WHAT THIS TASK INVOLVES:
Go through the listing below and return each line that includes "curvature".

RECORD EXCERPTS:
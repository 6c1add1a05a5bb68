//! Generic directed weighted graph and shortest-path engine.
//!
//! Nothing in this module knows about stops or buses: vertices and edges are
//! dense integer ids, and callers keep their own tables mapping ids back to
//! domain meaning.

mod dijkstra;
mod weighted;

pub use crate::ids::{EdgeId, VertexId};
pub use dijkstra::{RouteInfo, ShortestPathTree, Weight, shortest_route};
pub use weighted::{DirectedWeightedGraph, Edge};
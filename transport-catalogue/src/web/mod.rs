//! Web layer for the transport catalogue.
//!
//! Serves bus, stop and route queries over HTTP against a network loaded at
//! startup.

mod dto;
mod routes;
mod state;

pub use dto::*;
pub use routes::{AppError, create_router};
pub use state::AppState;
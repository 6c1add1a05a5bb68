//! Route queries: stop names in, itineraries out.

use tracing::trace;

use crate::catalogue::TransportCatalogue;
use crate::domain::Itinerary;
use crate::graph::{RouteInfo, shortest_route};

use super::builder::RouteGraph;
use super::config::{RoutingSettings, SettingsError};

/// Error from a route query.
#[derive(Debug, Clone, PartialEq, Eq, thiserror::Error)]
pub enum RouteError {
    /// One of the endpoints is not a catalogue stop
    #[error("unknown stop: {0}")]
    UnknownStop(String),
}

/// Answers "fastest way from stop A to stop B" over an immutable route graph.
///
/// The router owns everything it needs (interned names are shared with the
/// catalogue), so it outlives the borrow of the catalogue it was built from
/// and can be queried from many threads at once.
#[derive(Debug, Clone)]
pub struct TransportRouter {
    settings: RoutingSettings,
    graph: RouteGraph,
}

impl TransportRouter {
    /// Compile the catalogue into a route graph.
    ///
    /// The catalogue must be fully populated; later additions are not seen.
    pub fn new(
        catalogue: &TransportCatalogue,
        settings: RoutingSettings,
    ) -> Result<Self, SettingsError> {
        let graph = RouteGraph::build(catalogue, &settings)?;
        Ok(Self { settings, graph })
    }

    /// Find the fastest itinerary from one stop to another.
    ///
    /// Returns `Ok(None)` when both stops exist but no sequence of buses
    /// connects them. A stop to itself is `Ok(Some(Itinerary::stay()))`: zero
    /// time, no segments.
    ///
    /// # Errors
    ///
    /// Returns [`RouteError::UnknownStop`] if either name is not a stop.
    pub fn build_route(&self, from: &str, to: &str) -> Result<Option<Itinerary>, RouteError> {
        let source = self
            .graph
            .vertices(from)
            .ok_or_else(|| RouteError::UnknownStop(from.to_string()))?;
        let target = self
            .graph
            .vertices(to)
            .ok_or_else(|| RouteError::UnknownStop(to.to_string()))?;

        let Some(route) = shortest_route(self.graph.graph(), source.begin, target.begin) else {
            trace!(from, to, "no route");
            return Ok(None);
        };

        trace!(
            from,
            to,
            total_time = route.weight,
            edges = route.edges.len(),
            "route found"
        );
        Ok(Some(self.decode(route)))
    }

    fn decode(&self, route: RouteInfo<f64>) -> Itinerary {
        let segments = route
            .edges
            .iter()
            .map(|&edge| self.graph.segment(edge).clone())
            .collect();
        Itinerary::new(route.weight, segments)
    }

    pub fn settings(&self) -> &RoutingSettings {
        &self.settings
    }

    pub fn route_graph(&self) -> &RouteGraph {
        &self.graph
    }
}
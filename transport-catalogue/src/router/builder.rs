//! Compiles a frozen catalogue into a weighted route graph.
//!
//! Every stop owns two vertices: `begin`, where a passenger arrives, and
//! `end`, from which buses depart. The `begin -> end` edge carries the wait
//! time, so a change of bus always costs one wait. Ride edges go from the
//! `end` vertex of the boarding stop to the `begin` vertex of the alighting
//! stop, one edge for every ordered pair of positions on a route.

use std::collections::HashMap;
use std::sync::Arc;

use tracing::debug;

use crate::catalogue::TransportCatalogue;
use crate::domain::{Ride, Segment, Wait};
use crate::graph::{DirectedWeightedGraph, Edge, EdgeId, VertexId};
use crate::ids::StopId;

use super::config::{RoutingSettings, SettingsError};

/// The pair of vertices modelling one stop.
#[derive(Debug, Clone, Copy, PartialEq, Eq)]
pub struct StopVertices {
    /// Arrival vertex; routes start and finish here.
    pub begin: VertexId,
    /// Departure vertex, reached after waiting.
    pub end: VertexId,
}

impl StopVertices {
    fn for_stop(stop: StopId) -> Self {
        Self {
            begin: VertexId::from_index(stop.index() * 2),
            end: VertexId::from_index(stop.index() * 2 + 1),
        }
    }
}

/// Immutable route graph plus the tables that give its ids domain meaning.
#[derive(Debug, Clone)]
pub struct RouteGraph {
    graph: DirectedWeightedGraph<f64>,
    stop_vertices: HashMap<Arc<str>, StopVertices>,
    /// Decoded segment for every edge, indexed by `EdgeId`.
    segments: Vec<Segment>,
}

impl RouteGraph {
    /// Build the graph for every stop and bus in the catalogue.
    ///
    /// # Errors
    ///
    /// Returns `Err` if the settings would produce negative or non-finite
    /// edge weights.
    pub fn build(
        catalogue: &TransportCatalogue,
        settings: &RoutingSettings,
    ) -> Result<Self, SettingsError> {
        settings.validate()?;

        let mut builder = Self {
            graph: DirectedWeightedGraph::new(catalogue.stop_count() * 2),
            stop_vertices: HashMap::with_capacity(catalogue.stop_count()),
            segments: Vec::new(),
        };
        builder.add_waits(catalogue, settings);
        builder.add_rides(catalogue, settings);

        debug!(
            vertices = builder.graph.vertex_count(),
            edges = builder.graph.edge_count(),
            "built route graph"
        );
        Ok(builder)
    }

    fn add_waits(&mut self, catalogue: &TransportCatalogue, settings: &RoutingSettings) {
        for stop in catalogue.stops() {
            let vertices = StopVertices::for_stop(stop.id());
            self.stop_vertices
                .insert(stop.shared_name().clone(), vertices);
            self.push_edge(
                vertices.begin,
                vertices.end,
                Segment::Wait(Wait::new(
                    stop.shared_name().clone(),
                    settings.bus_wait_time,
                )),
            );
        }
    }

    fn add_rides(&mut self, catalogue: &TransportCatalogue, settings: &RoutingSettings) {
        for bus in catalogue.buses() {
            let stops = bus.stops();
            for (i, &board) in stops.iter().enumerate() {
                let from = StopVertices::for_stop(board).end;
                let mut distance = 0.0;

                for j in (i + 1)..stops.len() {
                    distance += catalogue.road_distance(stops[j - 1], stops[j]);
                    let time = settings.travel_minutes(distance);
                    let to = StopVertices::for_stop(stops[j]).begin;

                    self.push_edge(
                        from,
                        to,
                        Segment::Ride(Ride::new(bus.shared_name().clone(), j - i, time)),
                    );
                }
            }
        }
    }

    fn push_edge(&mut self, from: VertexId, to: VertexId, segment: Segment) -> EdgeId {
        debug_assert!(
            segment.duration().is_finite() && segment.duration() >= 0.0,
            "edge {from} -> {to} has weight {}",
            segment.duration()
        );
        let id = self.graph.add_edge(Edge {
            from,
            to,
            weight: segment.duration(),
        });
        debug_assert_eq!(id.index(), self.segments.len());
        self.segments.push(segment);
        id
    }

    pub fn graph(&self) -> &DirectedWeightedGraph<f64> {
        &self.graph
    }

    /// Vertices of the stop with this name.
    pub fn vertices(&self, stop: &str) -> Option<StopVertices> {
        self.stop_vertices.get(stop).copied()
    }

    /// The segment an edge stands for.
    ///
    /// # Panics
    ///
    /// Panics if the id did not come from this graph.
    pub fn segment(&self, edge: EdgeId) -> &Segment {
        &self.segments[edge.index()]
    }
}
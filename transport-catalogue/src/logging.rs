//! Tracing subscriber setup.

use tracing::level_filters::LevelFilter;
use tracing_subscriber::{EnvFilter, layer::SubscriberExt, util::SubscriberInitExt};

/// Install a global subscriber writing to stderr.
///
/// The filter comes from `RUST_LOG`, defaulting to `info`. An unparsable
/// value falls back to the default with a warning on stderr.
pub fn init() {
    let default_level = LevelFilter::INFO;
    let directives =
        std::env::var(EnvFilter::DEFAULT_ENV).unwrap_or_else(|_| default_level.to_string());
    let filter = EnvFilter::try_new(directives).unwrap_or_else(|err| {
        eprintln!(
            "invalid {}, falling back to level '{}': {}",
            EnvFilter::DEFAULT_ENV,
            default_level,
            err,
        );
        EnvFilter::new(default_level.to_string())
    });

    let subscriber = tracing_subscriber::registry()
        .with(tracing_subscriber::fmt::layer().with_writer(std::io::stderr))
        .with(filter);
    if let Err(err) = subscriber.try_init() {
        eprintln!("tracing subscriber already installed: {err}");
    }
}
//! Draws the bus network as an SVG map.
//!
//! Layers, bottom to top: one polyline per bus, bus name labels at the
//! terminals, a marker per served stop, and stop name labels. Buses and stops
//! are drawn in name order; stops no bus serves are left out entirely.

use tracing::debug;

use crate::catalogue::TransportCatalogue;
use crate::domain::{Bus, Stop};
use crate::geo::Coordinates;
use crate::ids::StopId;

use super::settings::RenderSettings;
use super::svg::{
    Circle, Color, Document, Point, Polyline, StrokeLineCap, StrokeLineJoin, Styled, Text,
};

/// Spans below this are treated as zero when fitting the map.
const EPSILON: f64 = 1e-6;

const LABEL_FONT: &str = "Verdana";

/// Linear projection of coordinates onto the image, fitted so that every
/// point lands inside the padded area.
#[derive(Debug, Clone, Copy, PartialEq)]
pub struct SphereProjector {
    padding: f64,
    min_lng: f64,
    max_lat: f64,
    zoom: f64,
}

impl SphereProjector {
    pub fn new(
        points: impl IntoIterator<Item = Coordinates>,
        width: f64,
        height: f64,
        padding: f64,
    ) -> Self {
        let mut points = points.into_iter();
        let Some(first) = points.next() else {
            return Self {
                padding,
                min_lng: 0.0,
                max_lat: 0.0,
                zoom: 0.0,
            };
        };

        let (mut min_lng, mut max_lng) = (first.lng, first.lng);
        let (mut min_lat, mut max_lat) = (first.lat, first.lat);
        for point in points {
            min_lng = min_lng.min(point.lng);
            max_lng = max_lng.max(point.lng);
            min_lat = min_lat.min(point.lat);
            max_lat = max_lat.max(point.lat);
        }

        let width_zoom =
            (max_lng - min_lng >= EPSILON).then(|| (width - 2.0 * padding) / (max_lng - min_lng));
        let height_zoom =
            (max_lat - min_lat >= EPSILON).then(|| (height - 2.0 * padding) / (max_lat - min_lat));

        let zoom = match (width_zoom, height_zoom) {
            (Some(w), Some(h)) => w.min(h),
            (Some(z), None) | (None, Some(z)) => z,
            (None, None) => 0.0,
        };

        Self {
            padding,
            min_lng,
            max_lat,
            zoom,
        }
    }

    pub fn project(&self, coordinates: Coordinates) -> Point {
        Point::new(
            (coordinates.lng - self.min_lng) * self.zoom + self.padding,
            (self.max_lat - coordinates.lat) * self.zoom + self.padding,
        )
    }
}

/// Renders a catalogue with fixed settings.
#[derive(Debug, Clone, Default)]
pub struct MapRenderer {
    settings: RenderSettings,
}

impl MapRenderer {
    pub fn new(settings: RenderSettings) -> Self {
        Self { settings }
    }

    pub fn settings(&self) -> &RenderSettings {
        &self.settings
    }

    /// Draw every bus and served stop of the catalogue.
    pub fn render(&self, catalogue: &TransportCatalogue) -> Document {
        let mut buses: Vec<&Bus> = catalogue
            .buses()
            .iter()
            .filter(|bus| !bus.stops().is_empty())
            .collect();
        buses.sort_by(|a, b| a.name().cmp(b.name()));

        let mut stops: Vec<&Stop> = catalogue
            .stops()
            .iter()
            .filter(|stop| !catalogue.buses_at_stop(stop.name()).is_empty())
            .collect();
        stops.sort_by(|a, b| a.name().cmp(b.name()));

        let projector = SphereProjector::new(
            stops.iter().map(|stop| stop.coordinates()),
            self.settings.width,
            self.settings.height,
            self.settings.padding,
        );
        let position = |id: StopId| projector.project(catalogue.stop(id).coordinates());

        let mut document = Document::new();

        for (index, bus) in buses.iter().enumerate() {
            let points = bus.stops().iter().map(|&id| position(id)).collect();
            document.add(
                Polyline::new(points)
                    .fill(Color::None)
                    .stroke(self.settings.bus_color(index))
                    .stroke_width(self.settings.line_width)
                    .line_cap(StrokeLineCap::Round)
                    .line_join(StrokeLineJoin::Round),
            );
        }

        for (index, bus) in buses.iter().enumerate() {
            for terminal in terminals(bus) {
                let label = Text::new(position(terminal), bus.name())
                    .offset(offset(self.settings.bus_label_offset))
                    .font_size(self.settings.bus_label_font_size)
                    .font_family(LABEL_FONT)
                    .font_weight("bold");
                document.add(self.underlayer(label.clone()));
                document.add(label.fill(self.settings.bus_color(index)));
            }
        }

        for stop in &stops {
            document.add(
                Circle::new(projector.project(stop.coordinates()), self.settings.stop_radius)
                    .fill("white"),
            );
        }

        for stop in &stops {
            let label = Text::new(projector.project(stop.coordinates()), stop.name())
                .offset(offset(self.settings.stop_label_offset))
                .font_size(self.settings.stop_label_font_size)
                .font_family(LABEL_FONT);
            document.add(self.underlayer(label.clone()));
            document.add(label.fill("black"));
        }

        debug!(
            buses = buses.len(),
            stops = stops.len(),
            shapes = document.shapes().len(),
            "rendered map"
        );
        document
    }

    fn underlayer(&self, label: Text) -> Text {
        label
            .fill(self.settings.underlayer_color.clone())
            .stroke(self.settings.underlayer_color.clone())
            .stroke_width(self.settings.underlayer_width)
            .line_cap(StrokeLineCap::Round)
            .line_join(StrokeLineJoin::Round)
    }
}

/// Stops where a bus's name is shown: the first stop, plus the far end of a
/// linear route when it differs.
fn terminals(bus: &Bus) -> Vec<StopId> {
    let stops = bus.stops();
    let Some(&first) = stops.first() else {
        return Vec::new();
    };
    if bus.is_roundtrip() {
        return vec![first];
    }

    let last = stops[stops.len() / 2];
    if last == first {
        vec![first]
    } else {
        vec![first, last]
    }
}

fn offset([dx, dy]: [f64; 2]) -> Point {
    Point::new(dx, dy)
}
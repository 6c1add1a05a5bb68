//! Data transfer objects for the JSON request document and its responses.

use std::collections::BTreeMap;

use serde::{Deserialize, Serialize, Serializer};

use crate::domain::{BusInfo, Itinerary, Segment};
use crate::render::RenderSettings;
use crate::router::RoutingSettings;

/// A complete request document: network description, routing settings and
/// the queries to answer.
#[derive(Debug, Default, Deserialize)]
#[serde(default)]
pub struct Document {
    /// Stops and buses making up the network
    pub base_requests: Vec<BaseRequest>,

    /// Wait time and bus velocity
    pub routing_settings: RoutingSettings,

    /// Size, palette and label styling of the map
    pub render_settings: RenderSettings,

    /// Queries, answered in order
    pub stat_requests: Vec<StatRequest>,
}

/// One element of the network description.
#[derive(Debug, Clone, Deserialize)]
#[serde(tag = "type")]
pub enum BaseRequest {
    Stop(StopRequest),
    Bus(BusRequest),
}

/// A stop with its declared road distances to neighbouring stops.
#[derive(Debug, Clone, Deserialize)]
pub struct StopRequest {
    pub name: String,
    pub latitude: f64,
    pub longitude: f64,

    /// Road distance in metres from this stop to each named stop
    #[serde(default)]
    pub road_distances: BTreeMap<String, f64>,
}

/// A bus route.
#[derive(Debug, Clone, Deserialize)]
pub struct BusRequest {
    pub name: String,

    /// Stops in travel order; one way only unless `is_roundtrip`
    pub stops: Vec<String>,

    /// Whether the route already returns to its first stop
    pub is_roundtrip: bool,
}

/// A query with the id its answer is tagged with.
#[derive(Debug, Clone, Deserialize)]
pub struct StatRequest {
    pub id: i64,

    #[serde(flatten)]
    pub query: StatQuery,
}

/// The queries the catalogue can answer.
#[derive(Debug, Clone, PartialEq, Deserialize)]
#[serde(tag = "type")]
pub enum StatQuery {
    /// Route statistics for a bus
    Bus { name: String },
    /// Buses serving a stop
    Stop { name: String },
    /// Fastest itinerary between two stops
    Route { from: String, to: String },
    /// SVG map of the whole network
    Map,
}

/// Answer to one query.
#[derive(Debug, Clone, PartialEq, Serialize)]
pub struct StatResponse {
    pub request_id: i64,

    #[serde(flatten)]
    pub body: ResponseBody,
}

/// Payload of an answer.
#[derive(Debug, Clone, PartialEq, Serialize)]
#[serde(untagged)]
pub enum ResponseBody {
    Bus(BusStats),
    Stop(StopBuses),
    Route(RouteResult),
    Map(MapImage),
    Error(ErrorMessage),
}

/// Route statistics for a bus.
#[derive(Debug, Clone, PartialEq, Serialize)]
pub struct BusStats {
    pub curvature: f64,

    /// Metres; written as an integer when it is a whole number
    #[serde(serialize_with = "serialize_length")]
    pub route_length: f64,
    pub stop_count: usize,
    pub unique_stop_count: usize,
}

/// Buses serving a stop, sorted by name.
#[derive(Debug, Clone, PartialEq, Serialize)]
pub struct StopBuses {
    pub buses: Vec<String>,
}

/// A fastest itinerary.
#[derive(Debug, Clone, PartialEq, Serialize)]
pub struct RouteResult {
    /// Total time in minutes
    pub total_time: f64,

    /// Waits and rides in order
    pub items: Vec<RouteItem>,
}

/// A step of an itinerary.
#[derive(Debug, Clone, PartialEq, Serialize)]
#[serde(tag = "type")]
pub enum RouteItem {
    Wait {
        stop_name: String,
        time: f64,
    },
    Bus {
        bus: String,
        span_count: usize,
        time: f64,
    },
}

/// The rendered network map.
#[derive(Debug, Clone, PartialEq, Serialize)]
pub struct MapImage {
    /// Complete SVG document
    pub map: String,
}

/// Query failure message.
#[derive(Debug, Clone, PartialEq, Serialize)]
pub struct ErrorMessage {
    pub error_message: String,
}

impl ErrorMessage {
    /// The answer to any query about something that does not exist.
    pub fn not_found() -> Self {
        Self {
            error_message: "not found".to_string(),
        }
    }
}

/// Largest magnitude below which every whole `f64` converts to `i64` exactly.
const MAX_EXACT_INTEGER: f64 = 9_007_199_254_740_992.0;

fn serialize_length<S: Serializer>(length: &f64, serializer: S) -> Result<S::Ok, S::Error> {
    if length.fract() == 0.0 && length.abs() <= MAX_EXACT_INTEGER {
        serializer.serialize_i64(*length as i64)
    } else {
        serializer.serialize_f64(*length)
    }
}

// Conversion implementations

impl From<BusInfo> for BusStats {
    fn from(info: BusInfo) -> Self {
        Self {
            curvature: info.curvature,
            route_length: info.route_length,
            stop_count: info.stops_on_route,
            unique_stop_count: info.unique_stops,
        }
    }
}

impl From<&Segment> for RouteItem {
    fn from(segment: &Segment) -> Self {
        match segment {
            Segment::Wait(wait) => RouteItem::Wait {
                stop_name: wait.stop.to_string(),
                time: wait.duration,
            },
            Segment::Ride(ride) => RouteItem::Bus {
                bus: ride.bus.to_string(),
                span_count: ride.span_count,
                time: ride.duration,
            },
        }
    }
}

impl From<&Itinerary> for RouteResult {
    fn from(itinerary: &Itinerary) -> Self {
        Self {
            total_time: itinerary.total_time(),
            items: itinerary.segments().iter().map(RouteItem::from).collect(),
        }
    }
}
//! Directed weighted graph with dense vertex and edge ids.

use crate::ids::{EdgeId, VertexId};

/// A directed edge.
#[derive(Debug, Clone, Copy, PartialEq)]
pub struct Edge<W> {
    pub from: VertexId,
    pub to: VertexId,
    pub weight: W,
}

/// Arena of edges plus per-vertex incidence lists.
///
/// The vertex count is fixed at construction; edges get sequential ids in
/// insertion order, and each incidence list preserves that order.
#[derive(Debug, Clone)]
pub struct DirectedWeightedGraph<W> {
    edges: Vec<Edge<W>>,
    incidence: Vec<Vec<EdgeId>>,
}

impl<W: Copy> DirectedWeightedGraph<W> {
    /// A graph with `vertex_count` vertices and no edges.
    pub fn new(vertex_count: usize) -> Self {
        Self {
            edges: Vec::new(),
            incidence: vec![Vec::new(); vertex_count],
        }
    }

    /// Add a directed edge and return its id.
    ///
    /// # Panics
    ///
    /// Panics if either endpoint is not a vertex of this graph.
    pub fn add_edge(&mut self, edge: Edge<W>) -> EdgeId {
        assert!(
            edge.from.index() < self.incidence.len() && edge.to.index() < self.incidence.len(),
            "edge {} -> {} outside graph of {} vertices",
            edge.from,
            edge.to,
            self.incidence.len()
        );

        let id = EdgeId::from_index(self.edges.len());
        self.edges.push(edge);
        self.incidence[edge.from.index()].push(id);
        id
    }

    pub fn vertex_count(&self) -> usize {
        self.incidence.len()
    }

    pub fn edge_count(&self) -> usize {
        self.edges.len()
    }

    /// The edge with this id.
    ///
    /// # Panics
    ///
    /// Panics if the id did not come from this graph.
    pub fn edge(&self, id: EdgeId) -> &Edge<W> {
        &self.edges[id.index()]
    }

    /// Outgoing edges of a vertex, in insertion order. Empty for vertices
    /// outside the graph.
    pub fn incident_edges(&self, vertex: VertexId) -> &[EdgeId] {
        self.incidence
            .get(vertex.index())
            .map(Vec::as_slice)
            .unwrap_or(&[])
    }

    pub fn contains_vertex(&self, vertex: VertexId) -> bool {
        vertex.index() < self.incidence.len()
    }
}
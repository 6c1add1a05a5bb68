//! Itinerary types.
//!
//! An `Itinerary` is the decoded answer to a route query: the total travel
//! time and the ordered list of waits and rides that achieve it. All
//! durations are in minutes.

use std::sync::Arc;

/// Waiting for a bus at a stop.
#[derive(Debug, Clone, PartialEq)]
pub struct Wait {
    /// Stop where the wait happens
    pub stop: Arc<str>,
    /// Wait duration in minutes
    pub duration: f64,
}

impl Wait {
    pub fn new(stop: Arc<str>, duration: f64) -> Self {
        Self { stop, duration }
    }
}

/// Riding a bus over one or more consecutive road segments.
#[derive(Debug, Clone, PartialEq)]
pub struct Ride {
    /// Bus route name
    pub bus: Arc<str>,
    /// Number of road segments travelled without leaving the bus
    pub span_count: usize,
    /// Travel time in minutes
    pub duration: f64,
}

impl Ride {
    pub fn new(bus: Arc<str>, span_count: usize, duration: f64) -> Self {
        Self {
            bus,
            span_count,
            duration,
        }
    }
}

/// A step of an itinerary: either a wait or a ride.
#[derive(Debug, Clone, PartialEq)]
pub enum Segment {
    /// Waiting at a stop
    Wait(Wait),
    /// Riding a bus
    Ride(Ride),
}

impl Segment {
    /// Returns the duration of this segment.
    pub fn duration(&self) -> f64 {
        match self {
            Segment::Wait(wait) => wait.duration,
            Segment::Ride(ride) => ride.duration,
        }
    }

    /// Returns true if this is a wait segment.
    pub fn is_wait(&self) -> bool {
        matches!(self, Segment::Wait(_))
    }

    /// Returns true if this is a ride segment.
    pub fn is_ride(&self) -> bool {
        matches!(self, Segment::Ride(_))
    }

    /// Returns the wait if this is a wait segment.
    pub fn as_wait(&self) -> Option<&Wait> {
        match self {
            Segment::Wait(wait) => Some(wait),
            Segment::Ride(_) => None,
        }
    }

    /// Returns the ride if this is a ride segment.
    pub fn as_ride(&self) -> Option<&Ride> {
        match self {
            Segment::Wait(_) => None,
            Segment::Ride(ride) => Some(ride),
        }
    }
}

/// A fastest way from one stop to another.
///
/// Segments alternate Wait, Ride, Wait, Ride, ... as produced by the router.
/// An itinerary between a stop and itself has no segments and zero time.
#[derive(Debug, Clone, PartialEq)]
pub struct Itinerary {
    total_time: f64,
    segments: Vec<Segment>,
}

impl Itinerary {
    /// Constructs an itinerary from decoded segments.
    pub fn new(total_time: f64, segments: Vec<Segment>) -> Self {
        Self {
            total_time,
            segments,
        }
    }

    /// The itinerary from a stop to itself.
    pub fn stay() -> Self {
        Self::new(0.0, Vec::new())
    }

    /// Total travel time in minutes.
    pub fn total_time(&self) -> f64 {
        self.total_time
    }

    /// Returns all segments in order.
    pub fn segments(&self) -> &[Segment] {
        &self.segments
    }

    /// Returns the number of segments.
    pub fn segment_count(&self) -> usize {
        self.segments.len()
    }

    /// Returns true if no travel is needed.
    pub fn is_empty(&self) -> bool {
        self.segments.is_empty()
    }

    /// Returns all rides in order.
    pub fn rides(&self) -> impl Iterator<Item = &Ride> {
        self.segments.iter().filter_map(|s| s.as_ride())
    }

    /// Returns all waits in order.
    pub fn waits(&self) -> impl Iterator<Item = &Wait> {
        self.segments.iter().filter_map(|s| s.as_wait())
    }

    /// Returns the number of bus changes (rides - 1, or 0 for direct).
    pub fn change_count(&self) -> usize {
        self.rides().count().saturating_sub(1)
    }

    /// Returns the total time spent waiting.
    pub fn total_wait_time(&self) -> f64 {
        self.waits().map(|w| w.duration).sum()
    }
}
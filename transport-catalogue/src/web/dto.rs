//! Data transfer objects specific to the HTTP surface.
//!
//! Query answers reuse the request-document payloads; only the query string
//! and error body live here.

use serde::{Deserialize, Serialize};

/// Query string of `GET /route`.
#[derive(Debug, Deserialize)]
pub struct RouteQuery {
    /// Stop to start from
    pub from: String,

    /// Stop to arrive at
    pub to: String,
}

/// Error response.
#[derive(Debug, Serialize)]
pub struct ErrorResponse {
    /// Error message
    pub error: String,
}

TASK OUTPUT:
    pub curvature: f64,
            curvature: info.curvature,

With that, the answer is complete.